Problem requirements – What lines below include the word "anyhow"? Copy each one.

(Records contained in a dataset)
- Opening Delimiter -
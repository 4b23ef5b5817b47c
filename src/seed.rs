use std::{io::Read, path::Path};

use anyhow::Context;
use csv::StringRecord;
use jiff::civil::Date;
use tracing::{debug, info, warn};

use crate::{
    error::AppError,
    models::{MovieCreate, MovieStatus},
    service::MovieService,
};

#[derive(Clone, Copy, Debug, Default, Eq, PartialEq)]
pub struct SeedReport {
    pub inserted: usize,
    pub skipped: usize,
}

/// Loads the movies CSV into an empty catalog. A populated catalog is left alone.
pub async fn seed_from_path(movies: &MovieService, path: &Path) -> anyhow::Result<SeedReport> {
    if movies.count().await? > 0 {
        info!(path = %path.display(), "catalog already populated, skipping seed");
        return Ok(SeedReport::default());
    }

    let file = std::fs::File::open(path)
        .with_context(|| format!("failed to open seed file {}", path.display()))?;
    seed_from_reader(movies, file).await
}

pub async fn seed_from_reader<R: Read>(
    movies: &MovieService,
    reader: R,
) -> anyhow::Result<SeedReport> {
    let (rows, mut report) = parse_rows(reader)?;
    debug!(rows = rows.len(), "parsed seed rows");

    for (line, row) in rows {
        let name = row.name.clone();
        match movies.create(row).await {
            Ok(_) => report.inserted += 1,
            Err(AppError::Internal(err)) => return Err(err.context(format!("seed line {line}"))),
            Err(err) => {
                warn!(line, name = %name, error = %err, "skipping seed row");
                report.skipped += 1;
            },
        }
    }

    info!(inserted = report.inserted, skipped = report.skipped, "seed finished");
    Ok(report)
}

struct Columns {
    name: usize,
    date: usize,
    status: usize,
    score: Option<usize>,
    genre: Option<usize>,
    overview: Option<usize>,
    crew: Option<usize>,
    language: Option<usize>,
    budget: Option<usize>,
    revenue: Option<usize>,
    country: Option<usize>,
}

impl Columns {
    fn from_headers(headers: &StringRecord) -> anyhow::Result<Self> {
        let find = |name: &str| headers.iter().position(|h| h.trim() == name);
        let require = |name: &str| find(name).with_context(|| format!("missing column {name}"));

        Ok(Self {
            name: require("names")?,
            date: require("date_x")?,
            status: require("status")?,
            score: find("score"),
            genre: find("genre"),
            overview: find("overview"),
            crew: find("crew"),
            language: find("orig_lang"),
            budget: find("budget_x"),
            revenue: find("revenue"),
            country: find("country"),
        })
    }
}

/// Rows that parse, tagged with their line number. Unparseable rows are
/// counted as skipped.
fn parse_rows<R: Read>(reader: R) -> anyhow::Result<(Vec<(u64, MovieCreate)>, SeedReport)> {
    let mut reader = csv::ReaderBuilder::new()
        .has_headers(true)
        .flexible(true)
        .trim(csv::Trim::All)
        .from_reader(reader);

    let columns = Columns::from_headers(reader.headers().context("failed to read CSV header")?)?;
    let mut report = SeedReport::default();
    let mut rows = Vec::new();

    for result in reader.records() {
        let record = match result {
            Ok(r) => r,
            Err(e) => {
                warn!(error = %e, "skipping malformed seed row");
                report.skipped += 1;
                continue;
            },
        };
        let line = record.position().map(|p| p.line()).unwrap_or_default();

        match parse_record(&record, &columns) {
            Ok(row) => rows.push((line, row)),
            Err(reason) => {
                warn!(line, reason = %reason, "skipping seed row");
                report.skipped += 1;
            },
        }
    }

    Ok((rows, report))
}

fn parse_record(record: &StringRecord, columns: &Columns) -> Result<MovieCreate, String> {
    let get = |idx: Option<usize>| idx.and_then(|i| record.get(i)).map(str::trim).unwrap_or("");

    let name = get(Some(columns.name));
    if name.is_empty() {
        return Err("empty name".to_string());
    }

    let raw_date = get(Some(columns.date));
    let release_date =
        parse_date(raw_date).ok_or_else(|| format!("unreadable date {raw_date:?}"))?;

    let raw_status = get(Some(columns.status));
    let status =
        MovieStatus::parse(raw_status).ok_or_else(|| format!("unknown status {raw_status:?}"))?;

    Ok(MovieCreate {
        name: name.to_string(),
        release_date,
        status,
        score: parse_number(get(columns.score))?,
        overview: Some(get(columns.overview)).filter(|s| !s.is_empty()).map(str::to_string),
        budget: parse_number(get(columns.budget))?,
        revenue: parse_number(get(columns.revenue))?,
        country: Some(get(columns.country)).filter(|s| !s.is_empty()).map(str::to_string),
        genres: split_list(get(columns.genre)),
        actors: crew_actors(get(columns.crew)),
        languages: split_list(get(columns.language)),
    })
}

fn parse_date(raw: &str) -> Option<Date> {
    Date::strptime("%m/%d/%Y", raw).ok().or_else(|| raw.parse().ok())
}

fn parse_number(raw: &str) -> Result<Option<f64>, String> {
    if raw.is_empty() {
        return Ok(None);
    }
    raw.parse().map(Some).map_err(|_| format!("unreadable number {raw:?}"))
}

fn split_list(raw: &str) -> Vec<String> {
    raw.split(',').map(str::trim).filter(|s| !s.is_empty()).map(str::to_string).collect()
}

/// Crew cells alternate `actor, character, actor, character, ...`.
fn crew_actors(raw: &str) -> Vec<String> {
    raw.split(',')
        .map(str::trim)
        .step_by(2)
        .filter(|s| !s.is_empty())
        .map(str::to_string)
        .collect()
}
- Closing Delimiter -
- Opening Delimiter -
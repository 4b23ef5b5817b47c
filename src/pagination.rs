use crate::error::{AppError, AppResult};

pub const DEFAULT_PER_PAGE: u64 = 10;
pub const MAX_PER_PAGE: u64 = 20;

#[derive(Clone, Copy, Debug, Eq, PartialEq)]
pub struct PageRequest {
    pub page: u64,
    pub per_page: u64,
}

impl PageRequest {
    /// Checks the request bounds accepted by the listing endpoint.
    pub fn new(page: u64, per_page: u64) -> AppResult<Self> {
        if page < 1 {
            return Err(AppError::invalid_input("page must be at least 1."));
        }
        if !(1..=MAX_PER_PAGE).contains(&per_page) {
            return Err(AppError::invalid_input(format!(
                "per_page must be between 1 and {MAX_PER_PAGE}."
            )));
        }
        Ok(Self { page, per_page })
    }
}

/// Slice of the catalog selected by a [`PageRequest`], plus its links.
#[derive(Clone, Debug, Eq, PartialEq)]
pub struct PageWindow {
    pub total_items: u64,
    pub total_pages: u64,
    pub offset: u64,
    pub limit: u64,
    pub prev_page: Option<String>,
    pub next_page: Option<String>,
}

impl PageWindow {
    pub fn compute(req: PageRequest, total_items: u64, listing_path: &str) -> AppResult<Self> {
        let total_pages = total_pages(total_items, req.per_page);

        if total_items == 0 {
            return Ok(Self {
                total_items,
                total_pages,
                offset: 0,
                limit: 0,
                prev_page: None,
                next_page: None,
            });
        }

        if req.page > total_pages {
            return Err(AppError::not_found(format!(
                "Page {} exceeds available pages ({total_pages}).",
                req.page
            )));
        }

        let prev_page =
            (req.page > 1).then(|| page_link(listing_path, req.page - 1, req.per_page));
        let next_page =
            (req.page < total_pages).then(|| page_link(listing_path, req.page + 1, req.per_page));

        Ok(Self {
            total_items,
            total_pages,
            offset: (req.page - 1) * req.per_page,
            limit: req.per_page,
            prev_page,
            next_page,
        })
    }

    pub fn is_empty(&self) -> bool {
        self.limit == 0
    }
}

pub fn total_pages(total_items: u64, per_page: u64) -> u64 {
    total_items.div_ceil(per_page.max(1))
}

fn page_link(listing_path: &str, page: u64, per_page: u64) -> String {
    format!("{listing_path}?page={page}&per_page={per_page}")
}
- Closing Delimiter -
Output for this exercise –
use anyhow::Context;
pub async fn seed_from_path(movies: &MovieService, path: &Path) -> anyhow::Result<SeedReport> {
) -> anyhow::Result<SeedReport> {
    fn from_headers(headers: &StringRecord) -> anyhow::Result<Self> {
fn parse_rows<R: Read>(reader: R) -> anyhow::Result<(Vec<(u64, MovieCreate)>, SeedReport)> {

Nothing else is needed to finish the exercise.